Settling in with smellyvision
At Tokyo Game Show 2018 in September, Kyoto startup Aromajoin Corporation exhibited its recently released Aroma Shooter 1, which adds another dimension to your enjoyment of games and movies.
The palm-sized device can instantly disperse and switch through six types of fragrances, timed to enhance your progress in a game or scenes in movies. It’s connected to your PC or mobile device via USB or Bluetooth and it releases the scents from small, replaceable aroma cartridges.
Existing aroma diffusers use water with oil to produce a mist, so once a fragrance is dispersed, it drifts and lingers for a long time. Aroma Shooter 1, however, uses a solid fragrance in a trade-secret manner that shoots aroma in short bursts, which dissipate quickly enough not to interfere with the next shot from another cartridge.
The tech behind this is still patented for development, but Aromajoin has released application programming interfaces for Windows, iOS, Android, Java, Node.js and Unity on its website, so developers can tweak contents linked with Aroma Shooter 1 to suit the media it can be used with.
The Aroma Shooter 1 USB version is ¥192,000, while the Bluetooth one is ¥240,000. Cartridges, which last up to six months if triggered 250 times a day start at ¥6,095. That may be expensive, but if Aromajoin demand is enough for the company to mass produce, it could be cheaper in the future.
Earbuds that are ahead of the curve
Earbuds tend to follow similar designs, which makes audio manufacturer S’Next Co. Ltd.’s Make buds a little different. Originally a Makuake crowdfunding project, Make managed to gain almost 18 times its goal in pledges and S’Next is now shipping them out to its buyers.
What makes the buds really unique, however, is not just the aesthetic design, but the fact that you can adjust the buds to give you your preferred listening experience. Based on in-ear monitors, the kind of devices used by musicians to hear themselves as well as instrumentation, the Make earbuds can be adjusted by changing and combining tiny filters within them. There are three versions — Make 1, 2 and 3 — with Make 1 offering 77 variations on listening experience, and the 2 and 3 offering a total of 847.
Though it simply involves unscrewing the earphones and adding or removing filters with tweezers, combining them for the ideal personalized sound is a more complex process, so there’s an online manual showing exactly how to tune them on the company’s website, complete with graphs showing the changes in frequencies that can be made with different filters.
S’Next plans to release the Make lineup in December, so keep your eyes, and ears, open.

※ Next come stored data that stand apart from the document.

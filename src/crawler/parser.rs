//! HTML parser for extracting page metadata, text, and links
//!
//! This module turns raw HTML into the pieces the analyzer scores and the
//! engine crawls:
//! - Page title (from <title>)
//! - Favicon URL (from <link rel="...icon...">)
//! - Visible body text, whitespace-normalized
//! - Outbound absolute HTTP(S) links

use scraper::{Html, Selector};
use url::Url;

/// Extracted information from an HTML page
#[derive(Debug, Clone)]
pub struct ParsedPage {
    /// The page title (from <title> tag)
    pub title: Option<String>,

    /// The favicon URL, resolved against the page URL
    pub favicon: Option<String>,

    /// Visible body text, nodes joined with single spaces
    pub body_text: String,

    /// Outbound links (absolute URLs)
    pub links: Vec<String>,
}

/// Parses HTML content and extracts metadata, text, and links
///
/// # Link Extraction Rules
///
/// Only `<a href="...">` values that already start with `http` are kept and
/// resolved against `base_url` (a no-op for absolute URLs). Relative hrefs
/// are dropped, matching the reference crawler's behavior; same-site relative
/// links are therefore never discovered.
///
/// # Arguments
///
/// * `html` - The HTML content to parse
/// * `base_url` - The page's own URL, used to resolve the favicon href
///
/// # Example
///
/// ```
/// use lantern::crawler::parse_page;
/// use url::Url;
///
/// let html = r#"<html><head><title>Test</title></head><body>Hello</body></html>"#;
/// let base_url = Url::parse("https://example.com/").unwrap();
/// let parsed = parse_page(html, &base_url);
/// assert_eq!(parsed.title, Some("Test".to_string()));
/// assert_eq!(parsed.body_text, "Hello");
/// ```
pub fn parse_page(html: &str, base_url: &Url) -> ParsedPage {
    let document = Html::parse_document(html);

    ParsedPage {
        title: extract_title(&document),
        favicon: extract_favicon(&document, base_url),
        body_text: extract_body_text(&document),
        links: extract_links(&document, base_url),
    }
}

/// Extracts the page title from the HTML document
fn extract_title(document: &Html) -> Option<String> {
    let title_selector = Selector::parse("title").ok()?;

    document
        .select(&title_selector)
        .next()
        .map(|element| element.text().collect::<String>().trim().to_string())
        .filter(|s| !s.is_empty())
}

/// Extracts the favicon URL from the HTML document
///
/// Scans `<link>` elements for one whose `rel` attribute (a space-separated
/// token list) has a token containing "icon" case-insensitively, and resolves
/// its `href` against the page URL. The first matching element wins.
fn extract_favicon(document: &Html, base_url: &Url) -> Option<String> {
    let link_selector = Selector::parse("link[rel][href]").ok()?;

    for element in document.select(&link_selector) {
        let rel = element.value().attr("rel")?;

        let is_icon = rel
            .split_whitespace()
            .any(|token| token.to_ascii_lowercase().contains("icon"));
        if !is_icon {
            continue;
        }

        if let Some(href) = element.value().attr("href") {
            if let Ok(resolved) = base_url.join(href.trim()) {
                return Some(resolved.to_string());
            }
        }
    }

    None
}

/// Extracts the visible body text from the HTML document
///
/// Text nodes under <body> are whitespace-normalized and joined with single
/// spaces.
fn extract_body_text(document: &Html) -> String {
    let body_selector = match Selector::parse("body") {
        Ok(s) => s,
        Err(_) => return String::new(),
    };

    document
        .select(&body_selector)
        .next()
        .map(|body| {
            body.text()
                .flat_map(|fragment| fragment.split_whitespace())
                .collect::<Vec<_>>()
                .join(" ")
        })
        .unwrap_or_default()
}

/// Extracts outbound links from the HTML document
fn extract_links(document: &Html, base_url: &Url) -> Vec<String> {
    let mut links = Vec::new();

    if let Ok(a_selector) = Selector::parse("a[href]") {
        for element in document.select(&a_selector) {
            if let Some(href) = element.value().attr("href") {
                if let Some(absolute_url) = resolve_link(href, base_url) {
                    links.push(absolute_url);
                }
            }
        }
    }

    links
}

/// Resolves an anchor href to a crawlable absolute URL
///
/// Returns None unless the href already starts with "http": relative hrefs
/// are dropped (reference behavior). Resolution against the base URL is kept
/// for exactness even though it is a no-op for absolute URLs.
fn resolve_link(href: &str, base_url: &Url) -> Option<String> {
    let href = href.trim();

    if !href.starts_with("http") {
        return None;
    }

    match base_url.join(href) {
        Ok(absolute_url) => {
            if absolute_url.scheme() == "http" || absolute_url.scheme() == "https" {
                Some(absolute_url.to_string())
            } else {
                None
            }
        }
        Err(_) => None,
    }
}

bit.ly/makeearbuds (Japanese only)
Showing off from the yard
If you love sports tricks but you’ve got no one at hand to show off your achievements, the Miez sports social media app could be good for you.
Miez is a video-clip specialized mobile app aimed at people who like to share their skills with like-minded individuals. As this is a beta version, it’s currently only offering freestyle football skills, but there are plans to add other soccer and basketball drills later this year. A cross between a game and social media, the app allows users pick a drill to copy via a search page of other people’s attempts. Users then film themselves copying the drill and upload the clip (up to 15 seconds). Peers can rate the performances, which will help other users find the best videos to learn from. As with other social media apps, users can also add effects to their videos and comment on others, making it a good opportunity to make new sporty friends.